- Goal of the exercise:
Copy exactly the lines from the start of the data below through the one that carries "the same uniform", and only those.

Task inputs START

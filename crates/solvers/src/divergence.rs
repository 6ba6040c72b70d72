//! Divergence of nearby initial conditions.
//!
//! Integrates the same vector field from two initial states across one shared
//! time grid and compares a chosen coordinate pointwise. For a chaotic system
//! the comparison demonstrates sensitive dependence on initial conditions:
//! the difference grows from the size of the perturbation to the size of the
//! attractor, no matter how small the perturbation was.
//!
//! # Example
//!
//! ```
//! use rossler_solvers::divergence::{self, Config};
//!
//! let pair = divergence::run(Config::default().time_span(0.0, 10.0))?;
//!
//! assert_eq!(pair.difference.len(), pair.grid.len());
//! # Ok::<(), divergence::Error>(())
//! ```

mod config;
mod error;
mod pair;

pub use config::Config;
pub use error::Error;
pub use pair::TrajectoryPair;

use rossler_core::{TimeGrid, difference};

use crate::euler;

/// Runs the configured comparison.
///
/// Both trajectories are integrated with forward Euler on the same uniform
/// grid, so their samples align index for index.
///
/// # Errors
///
/// Returns an error if the configured time span and step do not form a valid
/// grid.
pub fn run(config: Config) -> Result<TrajectoryPair, Error> {
    let grid = TimeGrid::uniform(config.start, config.stop, config.step)?;

    let base = euler::integrate(&config.system, config.initial, &grid);
    let perturbed = euler::integrate(&config.system, config.perturbed, &grid);
    let difference = difference(&base, &perturbed, config.coordinate)?;

    Ok(TrajectoryPair {
        grid,
        base,
        perturbed,
        difference,
    })
}
use std::ops::{Add, Mul, Sub};

use serde::{Deserialize, Serialize};

/// A point in the Rössler system's phase space.
///
/// Depending on context, a `State` is either a position in phase space or,
/// when produced by a [`VectorField`](crate::VectorField), the instantaneous
/// rate of change of each component.
#[derive(Debug, Clone, Copy, PartialEq, Default, Serialize, Deserialize)]
pub struct State {
    pub x: f64,
    pub y: f64,
    pub z: f64,
}

/// Selects one component of a [`State`].
#[derive(Debug, Clone, Copy, PartialEq, Eq, Serialize, Deserialize)]
pub enum Coordinate {
    X,
    Y,
    Z,
}

impl State {
    /// Creates a state from its components.
    #[must_use]
    pub fn new(x: f64, y: f64, z: f64) -> Self {
        Self { x, y, z }
    }

    /// Returns the selected component.
    #[must_use]
    pub fn coordinate(&self, coordinate: Coordinate) -> f64 {
        match coordinate {
            Coordinate::X => self.x,
            Coordinate::Y => self.y,
            Coordinate::Z => self.z,
        }
    }

    /// Returns the state advanced by `derivative` over a step of size `h`.
    ///
    /// This is the first-order update `self + derivative * h`, applied
    /// componentwise.
    #[must_use]
    pub fn step(self, derivative: State, h: f64) -> Self {
        self + derivative * h
    }
}

impl Add for State {
    type Output = State;

    fn add(self, rhs: State) -> Self::Output {
        State {
            x: self.x + rhs.x,
            y: self.y + rhs.y,
            z: self.z + rhs.z,
        }
    }
}

impl Sub for State {
    type Output = State;

    fn sub(self, rhs: State) -> Self::Output {
        State {
            x: self.x - rhs.x,
            y: self.y - rhs.y,
            z: self.z - rhs.z,
        }
    }
}

impl Mul<f64> for State {
    type Output = State;

    fn mul(self, rhs: f64) -> Self::Output {
        State {
            x: self.x * rhs,
            y: self.y * rhs,
            z: self.z * rhs,
        }
    }
}
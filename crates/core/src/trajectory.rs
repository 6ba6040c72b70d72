use thiserror::Error;

use crate::{Coordinate, State};

/// An immutable sequence of states, one per sample instant of the grid it
/// was integrated on.
#[derive(Debug, Clone, PartialEq)]
pub struct Trajectory {
    states: Vec<State>,
}

/// Two trajectories passed to [`difference`] hold different sample counts.
#[derive(Debug, Clone, Copy, PartialEq, Eq, Error)]
#[error("trajectory lengths differ: {left} vs {right}")]
pub struct LengthMismatch {
    pub left: usize,
    pub right: usize,
}

impl Trajectory {
    /// Creates a trajectory from a sequence of states.
    #[must_use]
    pub fn new(states: Vec<State>) -> Self {
        Self { states }
    }

    /// Returns the states in sample order.
    #[must_use]
    pub fn states(&self) -> &[State] {
        &self.states
    }

    /// Returns the number of states.
    #[must_use]
    pub fn len(&self) -> usize {
        self.states.len()
    }

    /// Returns `true` if the trajectory holds no states.
    #[must_use]
    pub fn is_empty(&self) -> bool {
        self.states.is_empty()
    }

    /// Returns the state at `index`, or `None` past the end.
    #[must_use]
    pub fn get(&self, index: usize) -> Option<State> {
        self.states.get(index).copied()
    }

    /// Extracts one coordinate as a series aligned with the time grid.
    #[must_use]
    pub fn coordinate(&self, coordinate: Coordinate) -> Vec<f64> {
        self.states
            .iter()
            .map(|state| state.coordinate(coordinate))
            .collect()
    }
}

/// Computes the per-sample difference `perturbed - base` in one coordinate.
///
/// The result is aligned with both inputs: `result[i]` compares the two
/// trajectories at sample `i`. Trajectories integrated from bitwise-equal
/// initial states on the same grid produce a difference of exact zeros.
///
/// # Errors
///
/// Returns an error if the trajectories hold different numbers of states.
pub fn difference(
    base: &Trajectory,
    perturbed: &Trajectory,
    coordinate: Coordinate,
) -> Result<Vec<f64>, LengthMismatch> {
    if base.len() != perturbed.len() {
        return Err(LengthMismatch {
            left: base.len(),
            right: perturbed.len(),
        });
    }

    Ok(base
        .states
        .iter()
        .zip(&perturbed.states)
        .map(|(b, p)| p.coordinate(coordinate) - b.coordinate(coordinate))
        .collect())
}
use rossler_core::{LengthMismatch, TimeGridError};
use thiserror::Error;

/// Errors that can occur during a divergence run.
#[derive(Debug, Clone, Copy, PartialEq, Error)]
pub enum Error {
    #[error("invalid time grid: {0}")]
    InvalidGrid(#[from] TimeGridError),

    #[error("misaligned trajectories: {0}")]
    Misaligned(#[from] LengthMismatch),
}
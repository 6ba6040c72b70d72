//! Fixed-step solvers for the Rössler system.
//!
//! - [`euler`] advances any [`VectorField`](rossler_core::VectorField) across
//!   a [`TimeGrid`](rossler_core::TimeGrid) with the forward Euler method
//! - [`divergence`] integrates one system from two nearby initial states and
//!   reports how the trajectories separate over time

pub mod divergence;
pub mod euler;
use crate::State;

/// A time-independent vector field over phase space.
///
/// Implementors map a state to its instantaneous derivative. The map must be
/// pure: calling [`derivative`](VectorField::derivative) twice with the same
/// state returns the same result, with no side effects.
///
/// Non-finite inputs are not rejected. If a state contains `NaN` or an
/// infinity, the derivative propagates it and downstream arithmetic carries
/// it along.
pub trait VectorField {
    /// Evaluates the field at `state`.
    fn derivative(&self, state: State) -> State;
}
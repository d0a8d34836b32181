//! Textual type spellings
//!
//! The Bundle dictionary and the symbol table both describe types as source
//! text (`java.util.ArrayList<? extends android.os.Parcelable>`, `int[]`).
//! This module turns those spellings into a small tree without touching any
//! type system; resolution happens in the caller against its own oracle.
//!
//! Rules are tried in a fixed order:
//! 1. a spelling containing `<` and ending in `>` is a parameterized type,
//! 2. a spelling ending in `[]` is an array of its prefix,
//! 3. a spelling without `.` is a simple name (primitive keyword, type
//!    variable or default-package class),
//! 4. anything else is a qualified class name.

use std::fmt;

use crate::common::consts::WILDCARD_EXTENDS_PREFIX;
use crate::common::error::{Error, Result};

#[derive(Debug, Clone, PartialEq, Eq)]
pub enum TypeSpec {
    Parameterized { container: String, args: Vec<TypeArgSpec> },
    Array(Box<TypeSpec>),
    Simple(String),
    Named(String),
}

#[derive(Debug, Clone, PartialEq, Eq)]
pub enum TypeArgSpec {
    Type(TypeSpec),
    WildcardExtends(TypeSpec),
    Unbounded,
}

impl TypeSpec {
    pub fn parse(spelling: &str) -> Result<TypeSpec> {
        let s = spelling.trim();
        if s.is_empty() {
            return Err(Error::type_spec(spelling, "empty type"));
        }

        if s.contains('<') && s.ends_with('>') {
            return parse_parameterized(s);
        }
        if let Some(component) = s.strip_suffix("[]") {
            return Ok(TypeSpec::Array(Box::new(TypeSpec::parse(component)?)));
        }
        if s.contains('<') || s.contains('>') {
            return Err(Error::type_spec(s, "unbalanced type argument brackets"));
        }
        if !s.contains('.') {
            check_identifier(s, s)?;
            return Ok(TypeSpec::Simple(s.to_string()));
        }
        for segment in s.split('.') {
            check_identifier(s, segment)?;
        }
        Ok(TypeSpec::Named(s.to_string()))
    }

    /// Array nesting depth, 0 for non-array spellings
    pub fn dimensions(&self) -> usize {
        match self {
            TypeSpec::Array(component) => 1 + component.dimensions(),
            _ => 0,
        }
    }
}

fn parse_parameterized(s: &str) -> Result<TypeSpec> {
    let open = s.find('<').ok_or_else(|| Error::type_spec(s, "missing '<'"))?;
    let container = s[..open].trim();
    if container.is_empty() {
        return Err(Error::type_spec(s, "missing container type"));
    }
    for segment in container.split('.') {
        check_identifier(s, segment)?;
    }

    let inner = &s[open + 1..s.len() - 1];
    let args = split_top_level(s, inner)?
        .into_iter()
        .map(|arg| parse_arg(s, arg))
        .collect::<Result<Vec<_>>>()?;

    Ok(TypeSpec::Parameterized { container: container.to_string(), args })
}

fn parse_arg(whole: &str, arg: &str) -> Result<TypeArgSpec> {
    let arg = arg.trim();
    if arg == "?" {
        return Ok(TypeArgSpec::Unbounded);
    }
    if let Some(bound) = arg.strip_prefix(WILDCARD_EXTENDS_PREFIX) {
        return Ok(TypeArgSpec::WildcardExtends(TypeSpec::parse(bound)?));
    }
    if arg.starts_with('?') {
        return Err(Error::type_spec(whole, format!("unsupported wildcard '{}'", arg)));
    }
    Ok(TypeArgSpec::Type(TypeSpec::parse(arg)?))
}

/// Split type arguments on commas that are not nested inside `<...>`
fn split_top_level<'a>(whole: &str, inner: &'a str) -> Result<Vec<&'a str>> {
    let mut parts = Vec::new();
    let mut depth = 0usize;
    let mut start = 0usize;
    for (idx, ch) in inner.char_indices() {
        match ch {
            '<' => depth += 1,
            '>' => {
                depth = depth
                    .checked_sub(1)
                    .ok_or_else(|| Error::type_spec(whole, "unbalanced type argument brackets"))?;
            }
            ',' if depth == 0 => {
                parts.push(&inner[start..idx]);
                start = idx + 1;
            }
            _ => {}
        }
    }
    if depth != 0 {
        return Err(Error::type_spec(whole, "unbalanced type argument brackets"));
    }
    parts.push(&inner[start..]);
    if parts.iter().any(|p| p.trim().is_empty()) {
        return Err(Error::type_spec(whole, "empty type argument"));
    }
    Ok(parts)
}

fn check_identifier(whole: &str, ident: &str) -> Result<()> {
    let mut chars = ident.chars();
    let valid = match chars.next() {
        Some(first) => {
            (first.is_alphabetic() || first == '_' || first == '$')
                && chars.all(|c| c.is_alphanumeric() || c == '_' || c == '$')
        }
        None => false,
    };
    if valid {
        Ok(())
    } else {
        Err(Error::type_spec(whole, format!("invalid identifier '{}'", ident)))
    }
}

impl fmt::Display for TypeSpec {
    fn fmt(&self, f: &mut fmt::Formatter<'_>) -> fmt::Result {
        match self {
            TypeSpec::Parameterized { container, args } => {
                write!(f, "{}<", container)?;
                for (i, arg) in args.iter().enumerate() {
                    if i > 0 {
                        f.write_str(",")?;
                    }
                    write!(f, "{}", arg)?;
                }
                f.write_str(">")
            }
            TypeSpec::Array(component) => write!(f, "{}[]", component),
            TypeSpec::Simple(name) | TypeSpec::Named(name) => f.write_str(name),
        }
    }
}

impl fmt::Display for TypeArgSpec {
    fn fmt(&self, f: &mut fmt::Formatter<'_>) -> fmt::Result {
        match self {
            TypeArgSpec::Type(t) => write!(f, "{}", t),
            TypeArgSpec::WildcardExtends(bound) => write!(f, "{}{}", WILDCARD_EXTENDS_PREFIX, bound),
            TypeArgSpec::Unbounded => f.write_str("?"),
        }
    }
}
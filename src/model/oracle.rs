use std::fmt::Debug;

use super::modifier::{ElementKind, Modifier, PrimitiveKind};

/// The slice of the host compiler's type system the converter relies on.
///
/// Handles are owned by the host. Mirrors must never be compared with `==`;
/// identity goes through [`TypeOracle::is_same_type`], usually on erasures.
pub trait TypeOracle {
    /// A type mirror
    type Type: Clone + Debug;
    /// A class or interface element
    type Class: Clone + Debug;
    /// A member element (normally a field)
    type Element: Clone + Debug;

    // Types utility

    fn erasure(&self, ty: &Self::Type) -> Self::Type;
    fn is_same_type(&self, a: &Self::Type, b: &Self::Type) -> bool;
    /// Whether a value of type `ty` may be assigned to a variable of type `target`
    fn is_assignable(&self, ty: &Self::Type, target: &Self::Type) -> bool;
    fn declared_type(&self, class: &Self::Class, args: &[Self::Type]) -> Self::Type;
    fn array_type(&self, component: &Self::Type) -> Self::Type;
    fn primitive(&self, kind: PrimitiveKind) -> Self::Type;
    /// `? extends bound`
    fn wildcard_extends(&self, bound: &Self::Type) -> Self::Type;
    /// Source spelling, e.g. `java.util.ArrayList<java.lang.String>`
    fn type_to_string(&self, ty: &Self::Type) -> String;

    // Elements utility

    fn type_element(&self, qualified_name: &str) -> Option<Self::Class>;
    fn package_of(&self, class: &Self::Class) -> String;
    fn qualified_name(&self, class: &Self::Class) -> String;
    fn class_modifiers(&self, class: &Self::Class) -> Vec<Modifier>;
    /// The class's own type, with its type variables as arguments
    fn class_type(&self, class: &Self::Class) -> Self::Type;
    /// Declared superclass, `None` for roots and interfaces
    fn superclass(&self, class: &Self::Class) -> Option<Self::Type>;
    /// The element behind a declared type; `None` for anything else
    fn as_class(&self, ty: &Self::Type) -> Option<Self::Class>;
    /// Fields directly enclosed by `class`, in declaration order
    fn fields_of(&self, class: &Self::Class) -> Vec<Self::Element>;

    fn element_kind(&self, element: &Self::Element) -> ElementKind;
    fn simple_name(&self, element: &Self::Element) -> String;
    fn element_modifiers(&self, element: &Self::Element) -> Vec<Modifier>;
    fn element_type(&self, element: &Self::Element) -> Self::Type;
    fn enclosing_class(&self, element: &Self::Element) -> Option<Self::Class>;
    /// Fully-qualified names of the annotation types present on `element`
    fn annotations_of(&self, element: &Self::Element) -> Vec<String>;
}
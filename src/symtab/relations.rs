//! Type relations over the class table
//!
//! Follows the javac rules the converter depends on (JLS §4.6, §4.10, §5.2):
//! - erasure drops type arguments and replaces type variables by the erasure
//!   of their bound
//! - subtyping walks superclasses and interfaces, substituting the
//!   subtype's arguments for the declared type parameters
//! - `? extends B` contains any type that is a subtype of `B`
//! - assignment additionally allows unchecked raw conversion, primitive
//!   widening, boxing and unboxing

use std::collections::HashSet;

use crate::common::consts::JAVA_LANG_OBJECT;
use crate::model::PrimitiveKind;

use super::table::ClassTable;
use super::types::{ClassId, TypeMirror};

// Every array type is a subtype of these
const ARRAY_SUPERTYPES: &[&str] = &[JAVA_LANG_OBJECT, "java.lang.Cloneable", "java.io.Serializable"];

impl ClassTable {
    pub(crate) fn object_class(&self) -> Option<ClassId> {
        self.lookup(JAVA_LANG_OBJECT)
    }

    fn upper_bound(&self, name: &str, owner: ClassId) -> Option<TypeMirror> {
        let declared = self
            .class(owner)
            .type_params
            .iter()
            .find(|p| p.name == name)
            .and_then(|p| p.bound.clone());
        declared.or_else(|| self.object_class().map(TypeMirror::declared))
    }

    pub fn erase(&self, ty: &TypeMirror) -> TypeMirror {
        match ty {
            TypeMirror::Declared { class, .. } => TypeMirror::declared(*class),
            TypeMirror::Array(component) => TypeMirror::Array(Box::new(self.erase(component))),
            TypeMirror::Primitive(kind) => TypeMirror::Primitive(*kind),
            TypeMirror::TypeVar { name, owner } => match self.upper_bound(name, *owner) {
                Some(bound) => self.erase(&bound),
                None => ty.clone(),
            },
            TypeMirror::Wildcard { bound } => match bound {
                Some(bound) => self.erase(bound),
                None => self.object_class().map(TypeMirror::declared).unwrap_or_else(|| ty.clone()),
            },
        }
    }

    /// Replace `owner`'s type variables with `args`; raw use erases them
    fn substitute(&self, ty: &TypeMirror, owner: ClassId, args: &[TypeMirror]) -> TypeMirror {
        match ty {
            TypeMirror::TypeVar { name, owner: var_owner } if *var_owner == owner => {
                let params = &self.class(owner).type_params;
                match params.iter().position(|p| &p.name == name) {
                    Some(index) if index < args.len() => args[index].clone(),
                    _ => self.erase(ty),
                }
            }
            TypeMirror::Declared { class, args: inner } => TypeMirror::Declared {
                class: *class,
                args: inner.iter().map(|a| self.substitute(a, owner, args)).collect(),
            },
            TypeMirror::Array(component) => TypeMirror::Array(Box::new(self.substitute(component, owner, args))),
            TypeMirror::Wildcard { bound } => TypeMirror::Wildcard {
                bound: bound.as_ref().map(|b| Box::new(self.substitute(b, owner, args))),
            },
            other => other.clone(),
        }
    }

    /// Direct supertypes of a declared type, instantiated for its arguments
    pub fn direct_supertypes(&self, ty: &TypeMirror) -> Vec<TypeMirror> {
        let TypeMirror::Declared { class, args } = ty else {
            return Vec::new();
        };
        let symbol = self.class(*class);
        let raw = args.is_empty() && !symbol.type_params.is_empty();

        symbol
            .superclass
            .iter()
            .chain(symbol.interfaces.iter())
            .map(|sup| if raw { self.erase(sup) } else { self.substitute(sup, *class, args) })
            .collect()
    }

    /// The supertype of `ty` whose class is `target`, if any
    pub fn as_super(&self, ty: &TypeMirror, target: ClassId) -> Option<TypeMirror> {
        let mut pending = vec![ty.clone()];
        let mut seen = HashSet::new();
        while let Some(current) = pending.pop() {
            let TypeMirror::Declared { class, .. } = &current else {
                continue;
            };
            if *class == target {
                return Some(current);
            }
            if !seen.insert(*class) {
                continue;
            }
            pending.extend(self.direct_supertypes(&current));
        }
        None
    }

    fn is_object(&self, ty: &TypeMirror) -> bool {
        matches!(ty, TypeMirror::Declared { class, .. } if Some(*class) == self.object_class())
    }

    pub fn same_type(&self, a: &TypeMirror, b: &TypeMirror) -> bool {
        a == b
    }

    pub fn is_subtype(&self, ty: &TypeMirror, target: &TypeMirror) -> bool {
        match (ty, target) {
            (TypeMirror::Primitive(a), TypeMirror::Primitive(b)) => a.widens_to(*b),
            (TypeMirror::Primitive(_), _) | (_, TypeMirror::Primitive(_)) => false,
            (_, target) if self.is_object(target) => true,
            (TypeMirror::TypeVar { .. }, TypeMirror::TypeVar { .. }) if ty == target => true,
            (TypeMirror::TypeVar { name, owner }, _) => match self.upper_bound(name, *owner) {
                Some(bound) => self.is_subtype(&bound, target),
                None => false,
            },
            (TypeMirror::Wildcard { bound }, _) => match bound {
                Some(bound) => self.is_subtype(bound, target),
                None => false,
            },
            (TypeMirror::Array(a), TypeMirror::Array(b)) => {
                if a.is_primitive() || b.is_primitive() {
                    a == b
                } else {
                    self.is_subtype(a, b)
                }
            }
            (TypeMirror::Array(_), TypeMirror::Declared { class, args }) => {
                args.is_empty()
                    && ARRAY_SUPERTYPES
                        .iter()
                        .any(|name| self.lookup(name) == Some(*class))
            }
            (TypeMirror::Declared { .. }, TypeMirror::Declared { class, args: target_args }) => {
                match self.as_super(ty, *class) {
                    Some(TypeMirror::Declared { args, .. }) => {
                        if target_args.is_empty() {
                            true
                        } else if args.is_empty() {
                            false
                        } else {
                            args.len() == target_args.len()
                                && target_args.iter().zip(args.iter()).all(|(t, a)| self.contains(t, a))
                        }
                    }
                    _ => false,
                }
            }
            _ => false,
        }
    }

    /// Type-argument containment: does `outer` admit `inner`
    fn contains(&self, outer: &TypeMirror, inner: &TypeMirror) -> bool {
        match outer {
            TypeMirror::Wildcard { bound: None } => true,
            TypeMirror::Wildcard { bound: Some(bound) } => match inner {
                TypeMirror::Wildcard { bound: Some(inner_bound) } => self.is_subtype(inner_bound, bound),
                TypeMirror::Wildcard { bound: None } => self.is_object(bound),
                _ => self.is_subtype(inner, bound),
            },
            _ => self.same_type(outer, inner),
        }
    }

    /// Subtyping plus unchecked conversion from raw to parameterized types
    fn is_subtype_unchecked(&self, ty: &TypeMirror, target: &TypeMirror) -> bool {
        if self.is_subtype(ty, target) {
            return true;
        }
        match (ty, target) {
            (TypeMirror::Array(a), TypeMirror::Array(b)) if a.is_reference() && b.is_reference() => {
                self.is_subtype_unchecked(a, b)
            }
            (TypeMirror::TypeVar { name, owner }, _) => match self.upper_bound(name, *owner) {
                Some(bound) => self.is_subtype_unchecked(&bound, target),
                None => false,
            },
            (TypeMirror::Declared { .. }, TypeMirror::Declared { class, args }) if !args.is_empty() => {
                matches!(self.as_super(ty, *class), Some(TypeMirror::Declared { args, .. }) if args.is_empty())
            }
            _ => false,
        }
    }

    fn boxed(&self, kind: PrimitiveKind) -> Option<TypeMirror> {
        self.lookup(kind.boxed_class()).map(TypeMirror::declared)
    }

    fn unboxed(&self, ty: &TypeMirror) -> Option<PrimitiveKind> {
        match ty {
            TypeMirror::Declared { class, .. } => PrimitiveKind::from_boxed_class(&self.class(*class).qualified_name),
            _ => None,
        }
    }

    pub fn assignable(&self, ty: &TypeMirror, target: &TypeMirror) -> bool {
        match (ty, target) {
            (TypeMirror::Primitive(_), TypeMirror::Primitive(_)) => self.is_subtype(ty, target),
            (TypeMirror::Primitive(kind), _) => match self.boxed(*kind) {
                Some(boxed) => self.is_subtype(&boxed, target),
                None => false,
            },
            (_, TypeMirror::Primitive(target_kind)) => match self.unboxed(ty) {
                Some(kind) => kind.widens_to(*target_kind),
                None => false,
            },
            _ => self.is_subtype_unchecked(ty, target),
        }
    }
}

Task inputs END

- Finished task:
filename crates/solvers/src/divergence.rs
repository 6ba6040c72b70d72
//! Divergence of nearby initial conditions.
//!
//! Integrates the same vector field from two initial states across one shared
//! time grid and compares a chosen coordinate pointwise. For a chaotic system
//! the comparison demonstrates sensitive dependence on initial conditions:
//! the difference grows from the size of the perturbation to the size of the
//! attractor, no matter how small the perturbation was.
//!
//! # Example
//!
//! ```
//! use rossler_solvers::divergence::{self, Config};
//!
//! let pair = divergence::run(Config::default().time_span(0.0, 10.0))?;
//!
//! assert_eq!(pair.difference.len(), pair.grid.len());
//! # Ok::<(), divergence::Error>(())
//! ```

mod config;
mod error;
mod pair;

pub use config::Config;
pub use error::Error;
pub use pair::TrajectoryPair;

use rossler_core::{TimeGrid, difference};

use crate::euler;

/// Runs the configured comparison.
///
/// Both trajectories are integrated with forward Euler on the same uniform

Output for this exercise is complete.